[Input]
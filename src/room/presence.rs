#![forbid(unsafe_code)]

// Presence - media status toggles and remote suppression

use super::{ParticipantStatus, RoomManager};
use crate::signaling::protocol::ServerMessage;
use tracing::{debug, info};

/// One of the four status flags a participant carries
#[derive(Debug, Clone, Copy, PartialEq, Eq)]
pub enum StatusFlag {
    Muted,
    CameraOff,
    ScreenSharing,
    HandRaised,
}

impl StatusFlag {
    fn set(self, status: &mut ParticipantStatus, value: bool) {
        match self {
            Self::Muted => status.is_muted = value,
            Self::CameraOff => status.is_camera_off = value,
            Self::ScreenSharing => status.is_screen_sharing = value,
            Self::HandRaised => status.is_hand_raised = value,
        }
    }

    fn toggled_event(self, id: String, value: bool) -> ServerMessage {
        match self {
            Self::Muted => ServerMessage::UserToggledMute { id, is_muted: value },
            Self::CameraOff => ServerMessage::UserToggledCamera { id, is_camera_off: value },
            Self::ScreenSharing => ServerMessage::UserToggledScreenShare { id, is_screen_sharing: value },
            Self::HandRaised => ServerMessage::UserToggledHandRaise { id, is_hand_raised: value },
        }
    }
}

/// Flags another participant can switch off remotely
#[derive(Debug, Clone, Copy, PartialEq, Eq)]
pub enum ForcedFlag {
    Mute,
    CameraOff,
}

impl ForcedFlag {
    fn status_flag(self) -> StatusFlag {
        match self {
            Self::Mute => StatusFlag::Muted,
            Self::CameraOff => StatusFlag::CameraOff,
        }
    }

    fn notice(self, by: String) -> ServerMessage {
        match self {
            Self::Mute => ServerMessage::ForceMute { by },
            Self::CameraOff => ServerMessage::ForceCameraOff { by },
        }
    }
}

impl RoomManager {
    /// Sets one of the participant's own flags and tells everyone else.
    /// Returns false for a stale room or participant.
    pub async fn set_status(&self, room_id: &str, participant_id: &str, flag: StatusFlag, value: bool) -> bool {
        let Some(room_lock) = self.get_room(room_id) else {
            debug!("{:?} toggle: room {} not found", flag, room_id);
            return false;
        };
        let mut room = room_lock.write().await;
        let Some(participant) = room.participants.get_mut(participant_id) else {
            debug!("{:?} toggle: {} is not in room {}", flag, participant_id, room_id);
            return false;
        };
        flag.set(&mut participant.status, value);

        room.broadcast_except(participant_id, &flag.toggled_event(participant_id.to_string(), value));
        self.settle(&room_lock, &mut room);
        true
    }

    pub async fn set_muted(&self, room_id: &str, participant_id: &str, is_muted: bool) -> bool {
        self.set_status(room_id, participant_id, StatusFlag::Muted, is_muted).await
    }

    pub async fn set_camera_off(&self, room_id: &str, participant_id: &str, is_camera_off: bool) -> bool {
        self.set_status(room_id, participant_id, StatusFlag::CameraOff, is_camera_off).await
    }

    pub async fn set_screen_sharing(&self, room_id: &str, participant_id: &str, is_screen_sharing: bool) -> bool {
        self.set_status(room_id, participant_id, StatusFlag::ScreenSharing, is_screen_sharing).await
    }

    pub async fn set_hand_raised(&self, room_id: &str, participant_id: &str, is_hand_raised: bool) -> bool {
        self.set_status(room_id, participant_id, StatusFlag::HandRaised, is_hand_raised).await
    }

    /// Switches a flag on for someone else. The target gets a `force-*` notice and the
    /// whole room sees the resulting toggle. Only the target can switch it back.
    pub async fn force(&self, room_id: &str, requester_id: &str, target_id: &str, forced: ForcedFlag) -> bool {
        let Some(room_lock) = self.get_room(room_id) else {
            debug!("force {:?}: room {} not found", forced, room_id);
            return false;
        };
        let mut room = room_lock.write().await;
        if !room.is_member(requester_id) {
            debug!("force {:?}: requester {} is not in room {}", forced, requester_id, room_id);
            return false;
        }
        let flag = forced.status_flag();
        let Some(target) = room.participants.get_mut(target_id) else {
            debug!("force {:?}: target {} is not in room {}", forced, target_id, room_id);
            return false;
        };
        flag.set(&mut target.status, true);

        room.send_to(target_id, &forced.notice(requester_id.to_string()));
        room.broadcast_all(&flag.toggled_event(target_id.to_string(), true));
        self.settle(&room_lock, &mut room);

        info!("{} forced {:?} on {} in room {}", requester_id, forced, target_id, room_id);
        true
    }

    pub async fn force_mute(&self, room_id: &str, requester_id: &str, target_id: &str) -> bool {
        self.force(room_id, requester_id, target_id, ForcedFlag::Mute).await
    }

    pub async fn force_camera_off(&self, room_id: &str, requester_id: &str, target_id: &str) -> bool {
        self.force(room_id, requester_id, target_id, ForcedFlag::CameraOff).await
    }
}
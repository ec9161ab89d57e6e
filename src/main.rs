#![forbid(unsafe_code)]

use anyhow::Result;
use huddle::config::ServerConfig;
use huddle::metrics::ServerMetrics;
use huddle::signaling::SignalingServer;
use tracing::info;
use tracing_subscriber::{layer::SubscriberExt, util::SubscriberInitExt};

#[tokio::main]
async fn main() -> Result<()> {
    // Initialize tracing
    tracing_subscriber::registry()
        .with(
            tracing_subscriber::EnvFilter::try_from_default_env()
                .unwrap_or_else(|_| "huddle=debug,tower_http=info".into()),
        )
        .with(tracing_subscriber::fmt::layer())
        .init();

    info!("Huddle - Starting server");

    let config = ServerConfig::from_env();
    let metrics = ServerMetrics::new();

    let signaling_server = SignalingServer::new(config, metrics);
    let room_manager = signaling_server.room_manager();

    // Run server with graceful shutdown
    tokio::select! {
        result = signaling_server.serve() => {
            if let Err(e) = result {
                tracing::error!("Signaling server error: {}", e);
            }
        }
        _ = tokio::signal::ctrl_c() => {
            info!(
                "Received Ctrl+C, shutting down ({} rooms, {} participants)...",
                room_manager.room_count(),
                room_manager.total_participant_count()
            );
            room_manager.shutdown().await;
        }
    }

    info!("Server shutdown complete");
    Ok(())
}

[Task brief]
Could you state how many lines of the records contain "StatusFlag"? Give the number and nothing else.

[Your solution]
10